Problem details
Find each line in the records below that contains the word "android", and copy it out.

[Stored entries]

//! Selector strategy resolution.
//!
//! A [`Strategy`] decides, once per process, how selectors are built. It
//! always holds the default provider's factory and, when the capability
//! probe succeeds, a cheaper factory for one-off selectors. Invoking the
//! strategy tries the one-off path first; a recoverable failure there falls
//! back to the default path for that call only.

mod probe;

use crate::config::{Provider, SelectorConfig};
use crate::error::OpenError;
use crate::selector::Selector;

use std::io;

/// A way of constructing selectors.
pub(crate) trait SelectorFactory: Send + Sync {
    fn name(&self) -> &'static str;

    /// Opens a new selector.
    ///
    /// [`OpenError::Unsupported`] signals that this path cannot be used for
    /// now and another one should be tried.
    fn open(&self) -> Result<Selector, OpenError>;
}

/// Builds selectors on the default provider.
pub(crate) struct ProviderFactory(Provider);

impl SelectorFactory for ProviderFactory {
    fn name(&self) -> &'static str {
        self.0.as_str()
    }

    fn open(&self) -> Result<Selector, OpenError> {
        match self.0 {
            Provider::Epoll => open_epoll(),
            Provider::Poll => Ok(Selector::open_poll()),
        }
    }
}

#[cfg(any(target_os = "linux", target_os = "android"))]
fn open_epoll() -> Result<Selector, OpenError> {
    Ok(Selector::open_epoll()?)
}

#[cfg(not(any(target_os = "linux", target_os = "android")))]
fn open_epoll() -> Result<Selector, OpenError> {
    Err(OpenError::Unsupported {
        path: "epoll",
        reason: "not available on this platform".to_string(),
    })
}

/// Builds `poll(2)` selectors for one-off use.
pub(crate) struct OneShotFactory;

impl SelectorFactory for OneShotFactory {
    fn name(&self) -> &'static str {
        "poll"
    }

    fn open(&self) -> Result<Selector, OpenError> {
        Ok(Selector::open_poll())
    }
}

/// The resolved selector construction strategy.
pub(crate) struct Strategy {
    default: Box<dyn SelectorFactory>,
    oneshot: Option<Box<dyn SelectorFactory>>,
}

impl Strategy {
    pub(crate) fn new(
        default: Box<dyn SelectorFactory>,
        oneshot: Option<Box<dyn SelectorFactory>>,
    ) -> Self {
        Self { default, oneshot }
    }

    /// Resolves the strategy for `config`.
    ///
    /// Never fails: in the worst case every selector comes from the default
    /// provider.
    pub(crate) fn resolve(config: &SelectorConfig) -> Self {
        let fallback = Provider::platform_default();

        let provider = match config.configured_provider() {
            Some(provider) if provider.is_supported() => provider,
            Some(provider) => {
                log::warn!(
                    "Selector provider {provider} is not available on this platform, using {fallback}"
                );
                fallback
            }
            None => fallback,
        };

        if provider.is_known_unsupported() {
            log::warn!(
                "The currently defined selector provider ({provider}) is not supported for use with pollprobe"
            );
        }

        log::trace!("Starting up with selector provider {provider}");

        let oneshot = match probe::probe(provider, config.oneshot_enabled()) {
            Ok(factory) => {
                log::trace!(
                    "Using {} selector type for one-off selectors.",
                    factory.name()
                );
                Some(factory)
            }
            Err(reason) => {
                log::trace!("Using default selector type for one-off selectors ({reason}).");
                None
            }
        };

        Self::new(Box::new(ProviderFactory(provider)), oneshot)
    }

    /// Whether the one-off path was found during resolution.
    #[cfg(test)]
    pub(crate) fn has_oneshot(&self) -> bool {
        self.oneshot.is_some()
    }

    /// Opens a new selector.
    pub(crate) fn open(&self) -> io::Result<Selector> {
        if let Some(oneshot) = &self.oneshot {
            match oneshot.open() {
                Ok(selector) => return Ok(selector),
                Err(OpenError::Unsupported { path, reason }) => {
                    log::trace!(
                        "{path} selector unavailable ({reason}), falling back to {}",
                        self.default.name()
                    );
                }
                Err(OpenError::Io(e)) => return Err(e),
            }
        }

        self.default.open().map_err(io::Error::from)
    }
}

#[cfg(test)]
pub(crate) mod testing {
    use super::*;
    use crate::selector::CountingBackend;

    use std::sync::Arc;
    use std::sync::atomic::{AtomicUsize, Ordering};

    type Script = dyn Fn(usize) -> Result<(), OpenError> + Send + Sync;

    /// A factory that counts its invocations and fails on demand.
    ///
    /// The script receives the zero-based call number. With `closes` set,
    /// selectors are built on the counting backend.
    pub(crate) struct ScriptedFactory {
        name: &'static str,
        calls: Arc<AtomicUsize>,
        script: Box<Script>,
        closes: Option<Arc<AtomicUsize>>,
        fail_close: bool,
    }

    impl ScriptedFactory {
        pub(crate) fn new(
            name: &'static str,
            script: impl Fn(usize) -> Result<(), OpenError> + Send + Sync + 'static,
        ) -> (Box<dyn SelectorFactory>, Arc<AtomicUsize>) {
            let calls = Arc::new(AtomicUsize::new(0));
            let factory = Self {
                name,
                calls: calls.clone(),
                script: Box::new(script),
                closes: None,
                fail_close: false,
            };
            (Box::new(factory), calls)
        }

        /// A working factory whose selectors count their closes, and fail
        /// them when `fail_close` is set.
        ///
        /// Returns the factory, its open counter and the close counter.
        pub(crate) fn counting_closes(
            name: &'static str,
            fail_close: bool,
        ) -> (Box<dyn SelectorFactory>, Arc<AtomicUsize>, Arc<AtomicUsize>) {
            let calls = Arc::new(AtomicUsize::new(0));
            let closes = Arc::new(AtomicUsize::new(0));
            let factory = Self {
                name,
                calls: calls.clone(),
                script: Box::new(|_| Ok(())),
                closes: Some(closes.clone()),
                fail_close,
            };
            (Box::new(factory), calls, closes)
        }

        pub(crate) fn working(name: &'static str) -> (Box<dyn SelectorFactory>, Arc<AtomicUsize>) {
            Self::new(name, |_| Ok(()))
        }
    }

    impl SelectorFactory for ScriptedFactory {
        fn name(&self) -> &'static str {
            self.name
        }

        fn open(&self) -> Result<Selector, OpenError> {
            let call = self.calls.fetch_add(1, Ordering::SeqCst);
            (self.script)(call)?;

            match &self.closes {
                Some(closes) => Ok(Selector::open_counting(CountingBackend {
                    closes: closes.clone(),
                    fail_close: self.fail_close,
                })),
                None => Ok(Selector::open_poll()),
            }
        }
    }

    pub(crate) fn unsupported() -> OpenError {
        OpenError::Unsupported {
            path: "scripted",
            reason: "instantiation failed".to_string(),
        }
    }
}

#[cfg(test)]
mod tests {
    use super::testing::{ScriptedFactory, unsupported};
    use super::*;

    use std::sync::atomic::Ordering;

    #[test]
    fn test_resolve_without_oneshot_uses_default_path() {
        let strategy = Strategy::resolve(&SelectorConfig::new().oneshot(false));
        assert!(!strategy.has_oneshot());

        let selector = strategy.open().expect("default path must open");
        assert_eq!(selector.backend(), Provider::platform_default().as_str());
    }

    #[cfg(any(target_os = "linux", target_os = "android"))]
    #[test]
    fn test_resolve_prefers_poll_for_oneshot() {
        let strategy = Strategy::resolve(&SelectorConfig::new().provider(Provider::Epoll));
        assert!(strategy.has_oneshot());
        assert_eq!(strategy.open().unwrap().backend(), "poll");
    }

    #[test]
    fn test_resolve_with_poll_provider() {
        let strategy = Strategy::resolve(&SelectorConfig::new().provider(Provider::Poll));
        assert!(!strategy.has_oneshot());
        assert_eq!(strategy.open().unwrap().backend(), "poll");
    }

    #[test]
    fn test_oneshot_success_skips_default() {
        let (default, default_calls) = ScriptedFactory::working("default");
        let (oneshot, oneshot_calls) = ScriptedFactory::working("oneshot");
        let strategy = Strategy::new(default, Some(oneshot));

        strategy.open().unwrap();
        strategy.open().unwrap();

        assert_eq!(oneshot_calls.load(Ordering::SeqCst), 2);
        assert_eq!(default_calls.load(Ordering::SeqCst), 0);
    }

    #[test]
    fn test_recoverable_failure_falls_back_for_one_call() {
        let (default, default_calls) = ScriptedFactory::working("default");
        let (oneshot, oneshot_calls) =
            ScriptedFactory::new("oneshot", |call| if call == 1 { Err(unsupported()) } else { Ok(()) });
        let strategy = Strategy::new(default, Some(oneshot));

        strategy.open().unwrap();
        assert_eq!(default_calls.load(Ordering::SeqCst), 0);

        strategy.open().expect("fallback must succeed");
        assert_eq!(default_calls.load(Ordering::SeqCst), 1);

        strategy.open().unwrap();
        assert_eq!(oneshot_calls.load(Ordering::SeqCst), 3);
        assert_eq!(default_calls.load(Ordering::SeqCst), 1);
    }

    #[test]
    fn test_io_failure_on_oneshot_propagates() {
        let (default, default_calls) = ScriptedFactory::working("default");
        let (oneshot, _) = ScriptedFactory::new("oneshot", |_| {
            Err(io::Error::from_raw_os_error(libc::EMFILE).into())
        });
        let strategy = Strategy::new(default, Some(oneshot));

        let err = strategy.open().unwrap_err();
        assert_eq!(err.raw_os_error(), Some(libc::EMFILE));
        assert_eq!(default_calls.load(Ordering::SeqCst), 0);
    }

    #[test]
    fn test_default_failure_surfaces_as_io_error() {
        let (default, _) = ScriptedFactory::new("default", |_| Err(unsupported()));
        let strategy = Strategy::new(default, None);

        let err = strategy.open().unwrap_err();
        assert_eq!(err.kind(), io::ErrorKind::Unsupported);
    }
}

Solved problem
#[cfg(any(target_os = "linux", target_os = "android"))]
#[cfg(not(any(target_os = "linux", target_os = "android")))]
    #[cfg(any(target_os = "linux", target_os = "android"))]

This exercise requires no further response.